## DATA FOR THIS TASK

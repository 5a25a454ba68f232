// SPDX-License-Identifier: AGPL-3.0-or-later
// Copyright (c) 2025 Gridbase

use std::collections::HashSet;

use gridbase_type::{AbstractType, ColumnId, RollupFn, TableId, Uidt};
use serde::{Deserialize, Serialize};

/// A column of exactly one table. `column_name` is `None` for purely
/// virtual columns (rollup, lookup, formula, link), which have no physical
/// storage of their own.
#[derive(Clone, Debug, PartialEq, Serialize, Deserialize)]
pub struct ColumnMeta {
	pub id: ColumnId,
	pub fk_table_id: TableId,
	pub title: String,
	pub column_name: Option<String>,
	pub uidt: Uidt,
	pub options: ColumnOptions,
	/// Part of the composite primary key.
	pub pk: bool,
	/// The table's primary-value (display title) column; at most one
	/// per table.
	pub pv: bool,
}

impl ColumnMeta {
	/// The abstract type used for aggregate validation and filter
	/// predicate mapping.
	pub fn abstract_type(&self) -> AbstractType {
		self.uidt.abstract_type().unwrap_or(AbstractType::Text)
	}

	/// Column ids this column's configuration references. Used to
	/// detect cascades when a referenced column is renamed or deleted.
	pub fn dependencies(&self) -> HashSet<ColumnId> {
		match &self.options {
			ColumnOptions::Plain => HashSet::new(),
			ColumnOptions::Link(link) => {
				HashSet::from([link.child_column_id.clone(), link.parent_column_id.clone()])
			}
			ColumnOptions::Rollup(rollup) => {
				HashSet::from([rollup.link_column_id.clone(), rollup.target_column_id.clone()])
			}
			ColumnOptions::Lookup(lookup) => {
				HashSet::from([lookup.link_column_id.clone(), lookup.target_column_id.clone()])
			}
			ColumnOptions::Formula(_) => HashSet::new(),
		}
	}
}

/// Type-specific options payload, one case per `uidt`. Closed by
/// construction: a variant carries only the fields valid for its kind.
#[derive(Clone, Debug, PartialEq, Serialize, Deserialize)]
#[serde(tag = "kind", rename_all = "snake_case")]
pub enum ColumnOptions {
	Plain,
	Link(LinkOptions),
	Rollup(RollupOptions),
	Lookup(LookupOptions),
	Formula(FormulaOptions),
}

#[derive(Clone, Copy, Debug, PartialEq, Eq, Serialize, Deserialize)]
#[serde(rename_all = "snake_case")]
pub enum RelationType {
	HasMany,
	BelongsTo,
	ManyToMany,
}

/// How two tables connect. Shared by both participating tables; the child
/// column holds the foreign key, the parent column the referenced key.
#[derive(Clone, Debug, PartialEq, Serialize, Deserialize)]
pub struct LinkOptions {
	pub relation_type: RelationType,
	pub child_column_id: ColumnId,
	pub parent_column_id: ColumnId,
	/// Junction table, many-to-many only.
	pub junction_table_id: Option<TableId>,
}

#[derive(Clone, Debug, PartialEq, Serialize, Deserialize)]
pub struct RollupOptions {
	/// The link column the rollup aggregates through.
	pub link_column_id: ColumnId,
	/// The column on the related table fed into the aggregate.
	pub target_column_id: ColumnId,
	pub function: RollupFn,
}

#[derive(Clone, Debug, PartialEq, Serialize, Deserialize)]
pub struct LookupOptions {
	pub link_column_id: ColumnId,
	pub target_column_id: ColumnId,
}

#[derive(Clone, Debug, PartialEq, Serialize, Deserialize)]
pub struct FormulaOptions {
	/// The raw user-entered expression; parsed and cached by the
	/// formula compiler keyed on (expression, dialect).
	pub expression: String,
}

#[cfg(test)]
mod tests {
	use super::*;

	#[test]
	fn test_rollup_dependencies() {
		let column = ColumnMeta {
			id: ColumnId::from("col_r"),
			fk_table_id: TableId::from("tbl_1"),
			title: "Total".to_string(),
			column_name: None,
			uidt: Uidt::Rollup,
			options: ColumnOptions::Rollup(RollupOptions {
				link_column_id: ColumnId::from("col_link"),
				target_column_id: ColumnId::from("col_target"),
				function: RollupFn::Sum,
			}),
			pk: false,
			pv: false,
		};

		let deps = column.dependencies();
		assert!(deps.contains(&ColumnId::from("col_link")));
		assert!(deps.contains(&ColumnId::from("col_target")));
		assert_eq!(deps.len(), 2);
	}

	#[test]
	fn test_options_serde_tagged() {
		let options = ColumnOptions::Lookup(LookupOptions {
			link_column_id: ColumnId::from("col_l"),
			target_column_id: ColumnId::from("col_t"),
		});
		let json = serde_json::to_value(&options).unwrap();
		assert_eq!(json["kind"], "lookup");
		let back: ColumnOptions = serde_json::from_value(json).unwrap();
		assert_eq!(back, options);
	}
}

--

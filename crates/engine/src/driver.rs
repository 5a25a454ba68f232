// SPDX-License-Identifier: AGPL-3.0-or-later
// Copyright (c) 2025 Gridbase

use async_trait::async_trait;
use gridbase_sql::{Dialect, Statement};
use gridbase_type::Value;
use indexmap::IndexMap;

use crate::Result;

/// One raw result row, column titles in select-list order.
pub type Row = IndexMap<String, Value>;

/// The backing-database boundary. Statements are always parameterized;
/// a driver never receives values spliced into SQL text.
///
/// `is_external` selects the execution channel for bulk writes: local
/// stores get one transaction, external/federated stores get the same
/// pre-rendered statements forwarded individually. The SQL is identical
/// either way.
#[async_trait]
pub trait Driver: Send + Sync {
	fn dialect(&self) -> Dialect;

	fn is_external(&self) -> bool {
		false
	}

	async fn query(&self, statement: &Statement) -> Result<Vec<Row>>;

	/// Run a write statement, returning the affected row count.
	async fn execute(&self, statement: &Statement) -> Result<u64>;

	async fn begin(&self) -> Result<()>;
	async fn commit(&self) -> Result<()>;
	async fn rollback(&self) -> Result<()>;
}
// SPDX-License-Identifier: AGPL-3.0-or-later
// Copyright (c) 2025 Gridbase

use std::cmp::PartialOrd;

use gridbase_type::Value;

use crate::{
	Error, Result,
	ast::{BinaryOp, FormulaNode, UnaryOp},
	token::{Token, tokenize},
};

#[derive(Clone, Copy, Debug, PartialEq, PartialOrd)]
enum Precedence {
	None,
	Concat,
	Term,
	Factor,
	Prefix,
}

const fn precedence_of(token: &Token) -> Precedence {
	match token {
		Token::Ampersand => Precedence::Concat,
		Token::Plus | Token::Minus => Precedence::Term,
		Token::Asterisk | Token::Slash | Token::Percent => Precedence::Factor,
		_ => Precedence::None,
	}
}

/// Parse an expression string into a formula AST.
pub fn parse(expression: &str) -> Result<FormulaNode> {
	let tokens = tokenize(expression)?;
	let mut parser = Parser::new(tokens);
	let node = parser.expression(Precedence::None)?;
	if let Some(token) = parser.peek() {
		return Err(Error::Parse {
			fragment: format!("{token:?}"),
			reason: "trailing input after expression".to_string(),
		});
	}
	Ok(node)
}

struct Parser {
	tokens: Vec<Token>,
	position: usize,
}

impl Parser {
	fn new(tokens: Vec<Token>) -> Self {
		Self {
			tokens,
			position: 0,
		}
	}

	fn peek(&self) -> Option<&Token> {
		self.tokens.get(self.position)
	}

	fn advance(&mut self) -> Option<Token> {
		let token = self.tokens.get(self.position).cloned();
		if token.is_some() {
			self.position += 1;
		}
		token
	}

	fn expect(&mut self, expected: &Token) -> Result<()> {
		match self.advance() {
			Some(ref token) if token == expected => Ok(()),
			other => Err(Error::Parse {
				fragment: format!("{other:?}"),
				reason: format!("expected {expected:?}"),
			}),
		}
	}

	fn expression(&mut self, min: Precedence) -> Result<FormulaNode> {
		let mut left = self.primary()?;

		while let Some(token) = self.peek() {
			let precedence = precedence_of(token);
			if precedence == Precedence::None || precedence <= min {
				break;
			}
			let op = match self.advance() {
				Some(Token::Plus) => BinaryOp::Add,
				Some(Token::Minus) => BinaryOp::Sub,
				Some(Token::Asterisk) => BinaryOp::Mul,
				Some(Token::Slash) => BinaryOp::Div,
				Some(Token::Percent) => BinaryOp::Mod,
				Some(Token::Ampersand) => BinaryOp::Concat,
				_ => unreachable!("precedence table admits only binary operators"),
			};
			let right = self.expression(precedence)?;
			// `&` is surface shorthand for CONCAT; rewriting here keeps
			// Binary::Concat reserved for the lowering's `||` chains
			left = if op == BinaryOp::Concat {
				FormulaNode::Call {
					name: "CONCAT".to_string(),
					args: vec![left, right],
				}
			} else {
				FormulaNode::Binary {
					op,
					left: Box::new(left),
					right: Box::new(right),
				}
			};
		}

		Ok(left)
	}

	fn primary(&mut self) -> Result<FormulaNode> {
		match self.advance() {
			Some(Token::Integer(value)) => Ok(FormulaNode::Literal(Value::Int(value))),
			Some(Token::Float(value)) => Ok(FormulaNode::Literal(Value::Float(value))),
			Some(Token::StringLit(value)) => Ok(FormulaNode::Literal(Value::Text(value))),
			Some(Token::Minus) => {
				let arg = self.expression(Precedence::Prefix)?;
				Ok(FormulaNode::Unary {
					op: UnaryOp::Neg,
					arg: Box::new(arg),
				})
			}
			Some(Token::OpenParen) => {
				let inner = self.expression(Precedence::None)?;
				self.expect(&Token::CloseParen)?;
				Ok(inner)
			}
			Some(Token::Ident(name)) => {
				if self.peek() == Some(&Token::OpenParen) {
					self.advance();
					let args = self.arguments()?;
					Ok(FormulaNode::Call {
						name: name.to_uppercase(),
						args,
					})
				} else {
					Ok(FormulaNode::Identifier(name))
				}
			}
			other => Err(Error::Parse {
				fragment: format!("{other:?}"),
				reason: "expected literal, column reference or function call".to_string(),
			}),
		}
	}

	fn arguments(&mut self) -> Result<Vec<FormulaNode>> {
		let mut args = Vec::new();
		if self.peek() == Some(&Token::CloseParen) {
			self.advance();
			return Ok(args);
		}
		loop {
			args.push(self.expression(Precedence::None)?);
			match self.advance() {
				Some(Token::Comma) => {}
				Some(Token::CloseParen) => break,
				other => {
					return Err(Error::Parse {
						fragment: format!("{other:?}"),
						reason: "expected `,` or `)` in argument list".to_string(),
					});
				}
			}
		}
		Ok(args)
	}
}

...

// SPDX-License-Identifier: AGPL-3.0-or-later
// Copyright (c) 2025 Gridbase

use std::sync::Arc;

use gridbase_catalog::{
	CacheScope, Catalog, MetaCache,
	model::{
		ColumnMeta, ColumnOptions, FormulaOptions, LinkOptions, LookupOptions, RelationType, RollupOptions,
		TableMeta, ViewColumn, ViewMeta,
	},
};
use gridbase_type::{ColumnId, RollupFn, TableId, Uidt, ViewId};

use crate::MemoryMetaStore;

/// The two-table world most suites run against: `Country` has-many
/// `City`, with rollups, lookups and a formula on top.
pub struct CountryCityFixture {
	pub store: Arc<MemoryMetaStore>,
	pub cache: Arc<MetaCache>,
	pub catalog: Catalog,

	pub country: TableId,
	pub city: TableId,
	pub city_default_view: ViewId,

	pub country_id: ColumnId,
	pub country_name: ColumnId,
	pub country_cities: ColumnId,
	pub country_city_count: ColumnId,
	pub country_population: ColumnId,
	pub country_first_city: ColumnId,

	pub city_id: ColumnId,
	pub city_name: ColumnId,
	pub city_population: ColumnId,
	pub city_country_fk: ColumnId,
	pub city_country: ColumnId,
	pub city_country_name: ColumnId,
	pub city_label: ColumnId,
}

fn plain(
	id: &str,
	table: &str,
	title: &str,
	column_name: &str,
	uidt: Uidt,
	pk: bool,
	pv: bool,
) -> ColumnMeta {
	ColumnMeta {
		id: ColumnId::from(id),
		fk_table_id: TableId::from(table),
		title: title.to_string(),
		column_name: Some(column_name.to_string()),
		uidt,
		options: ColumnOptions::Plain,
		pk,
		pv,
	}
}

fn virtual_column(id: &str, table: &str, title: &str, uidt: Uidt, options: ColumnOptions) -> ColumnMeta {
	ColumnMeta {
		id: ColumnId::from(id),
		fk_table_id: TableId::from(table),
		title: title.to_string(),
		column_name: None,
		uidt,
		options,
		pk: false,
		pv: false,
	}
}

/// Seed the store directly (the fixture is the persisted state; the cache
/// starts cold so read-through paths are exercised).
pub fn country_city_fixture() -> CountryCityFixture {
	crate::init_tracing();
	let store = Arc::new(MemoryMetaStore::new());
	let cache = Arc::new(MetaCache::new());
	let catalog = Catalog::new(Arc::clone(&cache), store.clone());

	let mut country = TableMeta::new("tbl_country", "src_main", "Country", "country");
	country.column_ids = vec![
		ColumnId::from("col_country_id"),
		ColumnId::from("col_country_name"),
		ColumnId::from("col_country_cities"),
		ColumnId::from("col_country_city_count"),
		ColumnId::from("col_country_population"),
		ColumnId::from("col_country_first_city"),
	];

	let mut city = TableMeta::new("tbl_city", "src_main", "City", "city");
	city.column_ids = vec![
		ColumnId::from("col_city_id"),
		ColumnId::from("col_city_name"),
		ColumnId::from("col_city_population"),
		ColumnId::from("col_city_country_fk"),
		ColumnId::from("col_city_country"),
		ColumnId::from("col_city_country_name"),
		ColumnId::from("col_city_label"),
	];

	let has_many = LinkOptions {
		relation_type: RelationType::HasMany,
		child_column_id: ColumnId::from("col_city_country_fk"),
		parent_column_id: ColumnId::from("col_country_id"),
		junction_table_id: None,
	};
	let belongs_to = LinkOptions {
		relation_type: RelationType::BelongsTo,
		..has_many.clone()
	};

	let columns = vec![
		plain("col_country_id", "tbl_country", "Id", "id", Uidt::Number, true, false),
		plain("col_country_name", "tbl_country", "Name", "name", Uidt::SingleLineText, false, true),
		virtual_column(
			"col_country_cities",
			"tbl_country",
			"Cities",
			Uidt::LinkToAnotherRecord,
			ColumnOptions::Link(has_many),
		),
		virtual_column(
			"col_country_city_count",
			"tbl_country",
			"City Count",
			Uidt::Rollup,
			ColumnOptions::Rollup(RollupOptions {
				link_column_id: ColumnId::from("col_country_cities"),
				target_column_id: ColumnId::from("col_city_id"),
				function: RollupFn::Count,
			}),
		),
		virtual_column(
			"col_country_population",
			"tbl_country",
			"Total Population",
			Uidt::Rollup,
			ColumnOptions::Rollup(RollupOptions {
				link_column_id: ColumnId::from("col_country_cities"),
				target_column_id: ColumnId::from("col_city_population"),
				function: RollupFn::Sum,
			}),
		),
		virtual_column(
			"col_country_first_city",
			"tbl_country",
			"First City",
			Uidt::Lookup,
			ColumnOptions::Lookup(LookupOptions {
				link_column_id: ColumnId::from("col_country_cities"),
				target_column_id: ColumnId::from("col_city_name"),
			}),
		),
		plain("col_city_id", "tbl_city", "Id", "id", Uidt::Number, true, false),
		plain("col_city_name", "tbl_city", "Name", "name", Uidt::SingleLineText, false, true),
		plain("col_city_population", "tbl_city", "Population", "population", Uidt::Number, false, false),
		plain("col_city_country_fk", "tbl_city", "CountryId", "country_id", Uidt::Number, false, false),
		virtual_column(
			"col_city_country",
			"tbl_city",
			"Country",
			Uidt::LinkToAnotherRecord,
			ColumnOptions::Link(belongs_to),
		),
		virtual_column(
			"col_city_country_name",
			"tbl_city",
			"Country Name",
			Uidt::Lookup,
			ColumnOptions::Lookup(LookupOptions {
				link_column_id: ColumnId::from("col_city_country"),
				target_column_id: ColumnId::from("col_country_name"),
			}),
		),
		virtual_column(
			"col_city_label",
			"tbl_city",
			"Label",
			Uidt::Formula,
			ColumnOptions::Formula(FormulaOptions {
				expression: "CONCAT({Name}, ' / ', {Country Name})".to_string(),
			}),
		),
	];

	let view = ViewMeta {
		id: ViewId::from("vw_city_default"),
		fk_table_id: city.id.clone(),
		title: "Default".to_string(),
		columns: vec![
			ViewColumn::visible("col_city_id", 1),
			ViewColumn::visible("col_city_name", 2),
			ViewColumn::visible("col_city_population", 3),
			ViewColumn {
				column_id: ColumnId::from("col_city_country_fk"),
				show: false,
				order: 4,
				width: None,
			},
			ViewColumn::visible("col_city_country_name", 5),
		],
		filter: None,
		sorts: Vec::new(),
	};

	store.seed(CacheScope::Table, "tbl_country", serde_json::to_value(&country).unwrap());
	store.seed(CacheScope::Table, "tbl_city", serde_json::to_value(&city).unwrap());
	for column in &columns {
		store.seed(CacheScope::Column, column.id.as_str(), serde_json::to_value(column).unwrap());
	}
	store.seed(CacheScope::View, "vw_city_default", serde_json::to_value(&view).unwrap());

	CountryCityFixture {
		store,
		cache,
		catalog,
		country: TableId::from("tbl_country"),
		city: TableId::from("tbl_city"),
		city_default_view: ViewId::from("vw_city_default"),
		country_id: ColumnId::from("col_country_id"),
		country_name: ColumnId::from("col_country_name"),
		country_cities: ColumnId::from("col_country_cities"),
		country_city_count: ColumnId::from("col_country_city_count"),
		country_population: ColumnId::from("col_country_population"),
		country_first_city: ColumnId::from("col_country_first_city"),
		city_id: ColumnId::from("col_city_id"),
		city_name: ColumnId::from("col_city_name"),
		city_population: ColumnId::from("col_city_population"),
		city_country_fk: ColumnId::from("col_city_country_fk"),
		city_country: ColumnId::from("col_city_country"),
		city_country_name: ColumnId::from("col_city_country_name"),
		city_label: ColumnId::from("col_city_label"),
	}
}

## PROBLEM
For each line above that contains the word "fragment", give the line as it is written.

## YOUR RESPONSE
			fragment: format!("{token:?}"),
				fragment: format!("{other:?}"),
				fragment: format!("{other:?}"),
						fragment: format!("{other:?}"),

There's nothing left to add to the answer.